» Aim of the exercise
Reproduce every entry word for word.

» Records from a dataset
▼

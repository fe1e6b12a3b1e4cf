//! Registration page builder.
//!
//! Produces the document the validator expects:
//!
//! ```text
//! body
//! └── form.registration-form
//!     ├── div.form-group > label + input#name
//!     ├── div.form-group > label + input#email
//!     ├── div.form-group > label + input#password
//!     ├── div.form-group > label + input#confirm
//!     ├── div.form-group > label + input#number
//!     ├── button[type=submit]
//!     └── button[type=reset]
//! ```
//!
//! Variants (no groups, missing fields, no form at all) exist for hosts and
//! tests that need to exercise the degraded paths.

use crate::dom::{Document, NodeId, Result};
use crate::field::FieldKey;

#[derive(Debug, Clone)]
pub struct RegistrationPage {
    form_class: String,
    group_class: String,
    with_form: bool,
    with_groups: bool,
    omitted: Vec<FieldKey>,
}

impl Default for RegistrationPage {
    fn default() -> Self {
        Self::new()
    }
}

impl RegistrationPage {
    pub fn new() -> Self {
        Self {
            form_class: "registration-form".to_string(),
            group_class: "form-group".to_string(),
            with_form: true,
            with_groups: true,
            omitted: Vec::new(),
        }
    }

    /// Use different form / group classes (see `ValidatorConfig`).
    pub fn classes(mut self, form_class: impl Into<String>, group_class: impl Into<String>) -> Self {
        self.form_class = form_class.into();
        self.group_class = group_class.into();
        self
    }

    /// Put the fields in a plain `div` instead of a registration form.
    pub fn without_form(mut self) -> Self {
        self.with_form = false;
        self
    }

    /// Place inputs directly in the form, without `.form-group` wrappers.
    pub fn without_groups(mut self) -> Self {
        self.with_groups = false;
        self
    }

    pub fn without_field(mut self, field: FieldKey) -> Self {
        if !self.omitted.contains(&field) {
            self.omitted.push(field);
        }
        self
    }

    pub fn build(self) -> Result<Document> {
        let mut doc = Document::new();
        self.populate(&mut doc)?;
        Ok(doc)
    }

    fn populate(&self, doc: &mut Document) -> Result<()> {
        let container = if self.with_form {
            let form = doc.create_element("form");
            doc.add_class(form, &self.form_class)?;
            doc.set_attribute(form, "novalidate", "")?;
            form
        } else {
            doc.create_element("div")
        };
        doc.append_child(doc.root(), container)?;

        for field in FieldKey::all().filter(|f| !self.omitted.contains(f)) {
            let parent = if self.with_groups {
                let group = doc.create_element("div");
                doc.add_class(group, &self.group_class)?;
                doc.append_child(container, group)?;
                group
            } else {
                container
            };
            self.add_field(doc, parent, field)?;
        }

        for (kind, text) in [("submit", "Register"), ("reset", "Clear")] {
            let button = doc.create_element("button");
            doc.set_attribute(button, "type", kind)?;
            doc.set_text(button, text)?;
            doc.append_child(container, button)?;
        }
        Ok(())
    }

    fn add_field(&self, doc: &mut Document, parent: NodeId, field: FieldKey) -> Result<()> {
        let id = field.element_id();
        let label = doc.create_element("label");
        doc.set_attribute(label, "for", id)?;
        doc.set_text(label, label_text(field))?;
        doc.append_child(parent, label)?;

        let input = doc.create_element("input");
        doc.set_id(input, id)?;
        doc.set_attribute(input, "name", id)?;
        doc.set_attribute(input, "type", input_type(field))?;
        doc.append_child(parent, input)?;
        Ok(())
    }
}

fn label_text(field: FieldKey) -> &'static str {
    match field {
        FieldKey::Name => "Full name",
        FieldKey::Email => "Email",
        FieldKey::Password => "Password",
        FieldKey::Confirm => "Confirm password",
        FieldKey::Number => "Phone (optional)",
    }
}

fn input_type(field: FieldKey) -> &'static str {
    match field {
        FieldKey::Name => "text",
        FieldKey::Email => "email",
        FieldKey::Password | FieldKey::Confirm => "password",
        FieldKey::Number => "tel",
    }
}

▲

» Result of this task
repository fe1e6b12a3b1e4cf
//! Registration page builder.
//!
//! Produces the document the validator expects:
//!
//! ```text
//! body
//! └── form.registration-form
//!     ├── div.form-group > label + input#name
//!     ├── div.form-group > label + input#email
//!     ├── div.form-group > label + input#password
//!     ├── div.form-group > label + input#confirm
//!     ├── div.form-group > label + input#number
//!     ├── button[type=submit]
//!     └── button[type=reset]
//! ```
//!
//! Variants (no groups, missing fields, no form at all) exist for hosts and
//! tests that need to exercise the degraded paths.

use crate::dom::{Document, NodeId, Result};
use crate::field::FieldKey;

#[derive(Debug, Clone)]
pub struct RegistrationPage {
    form_class: String,
    group_class: String,
    with_form: bool,
    with_groups: bool,
    omitted: Vec<FieldKey>,
}

impl Default for RegistrationPage {
    fn default() -> Self {
        Self::new()
    }
}

impl RegistrationPage {
    pub fn new() -> Self {
        Self {
            form_class: "registration-form".to_string(),
            group_class: "form-group".to_string(),
            with_form: true,
            with_groups: true,
            omitted: Vec::new(),
        }
    }

    /// Use different form / group classes (see `ValidatorConfig`).
    pub fn classes(mut self, form_class: impl Into<String>, group_class: impl Into<String>) -> Self {
        self.form_class = form_class.into();
        self.group_class = group_class.into();
        self
    }

    /// Put the fields in a plain `div` instead of a registration form.
    pub fn without_form(mut self) -> Self {
        self.with_form = false;
        self
    }

    /// Place inputs directly in the form, without `.form-group` wrappers.
    pub fn without_groups(mut self) -> Self {
        self.with_groups = false;
        self
    }

    pub fn without_field(mut self, field: FieldKey) -> Self {
        if !self.omitted.contains(&field) {
            self.omitted.push(field);
        }
        self
    }

    pub fn build(self) -> Result<Document> {
        let mut doc = Document::new();
        self.populate(&mut doc)?;
        Ok(doc)
    }

    fn populate(&self, doc: &mut Document) -> Result<()> {
        let container = if self.with_form {
            let form = doc.create_element("form");
            doc.add_class(form, &self.form_class)?;
            doc.set_attribute(form, "novalidate", "")?;
            form
        } else {
            doc.create_element("div")
        };
        doc.append_child(doc.root(), container)?;

        for field in FieldKey::all().filter(|f| !self.omitted.contains(f)) {
            let parent = if self.with_groups {
                let group = doc.create_element("div");
                doc.add_class(group, &self.group_class)?;
                doc.append_child(container, group)?;
                group
            } else {
                container
            };
            self.add_field(doc, parent, field)?;
        }

        for (kind, text) in [("submit", "Register"), ("reset", "Clear")] {
            let button = doc.create_element("button");
            doc.set_attribute(button, "type", kind)?;
            doc.set_text(button, text)?;
            doc.append_child(container, button)?;
        }
        Ok(())
    }

    fn add_field(&self, doc: &mut Document, parent: NodeId, field: FieldKey) -> Result<()> {
        let id = field.element_id();
        let label = doc.create_element("label");
        doc.set_attribute(label, "for", id)?;
        doc.set_text(label, label_text(field))?;
        doc.append_child(parent, label)?;

        let input = doc.create_element("input");
        doc.set_id(input, id)?;
        doc.set_attribute(input, "name", id)?;
        doc.set_attribute(input, "type", input_type(field))?;
        doc.append_child(parent, input)?;
        Ok(())
    }
}

fn label_text(field: FieldKey) -> &'static str {
    match field {
        FieldKey::Name => "Full name",
        FieldKey::Email => "Email",
        FieldKey::Password => "Password",
        FieldKey::Confirm => "Confirm password",
        FieldKey::Number => "Phone (optional)",
    }
}

fn input_type(field: FieldKey) -> &'static str {
    match field {
        FieldKey::Name => "text",
        FieldKey::Email => "email",
        FieldKey::Password | FieldKey::Confirm => "password",
        FieldKey::Number => "tel",
    }
}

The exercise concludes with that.